The Supreme Court of the United Kingdom dismissed a legal challenge against Northern Ireland’s current abortion laws, but in doing so, a number of the deciding justices made clear they supported the commission's general opposition.
The case was decided by a panel of seven justices who ruled the Northern Ireland Human Rights Commission lacked standing to challenge the statutes, the Associated Press reports. Nevertheless, several of the justices expressed their belief that Northern Ireland’s laws violate human rights legislation.
Four justices specified prohibitions on abortion in cases of rape, incest, and fatal fetal abnormality are inconsistent with European human rights laws, according to the Guardian.
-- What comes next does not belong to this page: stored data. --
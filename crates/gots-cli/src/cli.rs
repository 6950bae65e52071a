use std::path::PathBuf;

use clap::{Args, Parser, Subcommand, ValueEnum};
use gots_codegen::{CommentMode, ConstStyle, Flavor};

#[derive(Debug, Parser)]
#[command(
    name = "gots",
    version,
    about = "Generate TypeScript declarations from resolved Go packages"
)]
pub struct Cli {
    /// Print debug messages (RUST_LOG takes precedence)
    #[arg(short = 'D', long, global = true)]
    pub debug: bool,

    #[command(subcommand)]
    pub command: Command,
}

#[derive(Debug, Subcommand)]
pub enum Command {
    /// Generate every package listed in a config file and write to disk
    Generate(GenerateArgs),
    /// Render resolved package documents with options from the command line
    Render(RenderArgs),
}

#[derive(Debug, Args)]
pub struct GenerateArgs {
    /// Config file to load
    #[arg(short, long, default_value = "gots.yaml")]
    pub config: PathBuf,
}

#[derive(Debug, Args)]
pub struct RenderArgs {
    /// Resolved package documents, or directories containing them
    #[arg(required = true)]
    pub inputs: Vec<PathBuf>,

    /// Write to this file instead of stdout
    #[arg(short, long)]
    pub output: Option<PathBuf>,

    /// Map a Go type name to a TypeScript expression
    #[arg(short = 'm', long = "map", value_name = "NAME=EXPR", value_parser = parse_mapping)]
    pub mappings: Vec<(String, String)>,

    /// Type used for references that cannot be resolved
    #[arg(long, default_value = gots_codegen::config::DEFAULT_FALLBACK)]
    pub fallback_type: String,

    /// Spaces per indentation level
    #[arg(long, default_value_t = gots_codegen::config::DEFAULT_INDENT_WIDTH)]
    pub indent: usize,

    /// Emit every constant on its own instead of grouping runs
    #[arg(long)]
    pub no_group_constants: bool,

    /// How grouped constants are written
    #[arg(long, value_enum, default_value_t = ConstStyleArg::Alias)]
    pub const_style: ConstStyleArg,

    #[arg(long, value_enum, default_value_t = FlavorArg::Default)]
    pub flavor: FlavorArg,

    #[arg(long, value_enum, default_value_t = CommentsArg::Default)]
    pub preserve_comments: CommentsArg,
}

#[derive(Debug, Clone, Copy, ValueEnum)]
pub enum FlavorArg {
    Default,
    Yaml,
}

impl From<FlavorArg> for Flavor {
    fn from(arg: FlavorArg) -> Self {
        match arg {
            FlavorArg::Default => Flavor::Default,
            FlavorArg::Yaml => Flavor::Yaml,
        }
    }
}

#[derive(Debug, Clone, Copy, ValueEnum)]
pub enum ConstStyleArg {
    Alias,
    Union,
    Enum,
}

impl From<ConstStyleArg> for ConstStyle {
    fn from(arg: ConstStyleArg) -> Self {
        match arg {
            ConstStyleArg::Alias => ConstStyle::Alias,
            ConstStyleArg::Union => ConstStyle::Union,
            ConstStyleArg::Enum => ConstStyle::Enum,
        }
    }
}

#[derive(Debug, Clone, Copy, ValueEnum)]
pub enum CommentsArg {
    Default,
    Types,
    None,
}

impl From<CommentsArg> for CommentMode {
    fn from(arg: CommentsArg) -> Self {
        match arg {
            CommentsArg::Default => CommentMode::Default,
            CommentsArg::Types => CommentMode::Types,
            CommentsArg::None => CommentMode::None,
        }
    }
}

fn parse_mapping(raw: &str) -> Result<(String, String), String> {
    let (name, expr) = raw
        .split_once('=')
        .ok_or_else(|| format!("expected NAME=EXPR, got `{raw}`"))?;
    let (name, expr) = (name.trim(), expr.trim());
    if name.is_empty() || expr.is_empty() {
        return Err(format!("expected NAME=EXPR, got `{raw}`"));
    }
    Ok((name.to_string(), expr.to_string()))
}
A fifth agreed with it was incompatible in cases of fatal foetal abnormality.
While acknowledging the court had "no jurisdiction in these proceedings," Lord Mance, who conveyed the decision, said he "would have concluded, without real hesitation at the end of the day, that the current Northern Ireland law is incompatible with article 8 of the [European human rights] convention insofar as it prohibits abortion in cases of fatal foetal abnormality, rape and incest but not insofar as it prohibits abortion in cases of serious foetal abnormality."
The justices’ assertions are non-binding since the case was dismissed; however, Lord Kerr, who was on the panel, said the decision "must nevertheless be worthy of close consideration."
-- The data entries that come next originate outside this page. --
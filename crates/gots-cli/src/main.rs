mod cli;
mod commands;
mod config;
mod error;
mod logging;

use clap::Parser;

use cli::{Cli, Command};

fn main() {
    let cli = Cli::parse();
    logging::init(cli.debug);

    let result = match cli.command {
        Command::Generate(args) => commands::generate::run(args),
        Command::Render(args) => commands::render::run(args),
    };

    if let Err(e) = result {
        eprintln!("error: {e}");
        std::process::exit(1);
    }
}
Advocates of liberalized abortion laws in Northern Ireland are optimistic despite the dismissal. "This is a resounding win for the women and girls of Northern Ireland who have been subject to inhumane laws for too long," said Caoilfhionn Gallagher, who represented Humanists U.K.
The court’s ruling comes at the end of a tumultuous two-week period in the United Kingdom and Republic of Ireland. Irish citizens voted on May 25 to repeal the Eighth Amendment of the country’s constitution, which had protected the lives of unborn children. Under current law, abortion is permitted in Northern Ireland only when there is a real and substantial risk of loss of the woman's life, including from a risk of suicide.
There have been mounting calls for Prime Minister Theresa May and Parliament to take action against Northern Ireland’s restrictive laws in the aftermath of Ireland’s vote. Earlier this week, the House of Commons debated how to approach the matter, and May has privately told Conservative members of parliament she believes the matter should be left to the Northern Irish government. The justices’ criticisms of Northern Ireland’s statutes, however, may increase pressure on the prime minister to act.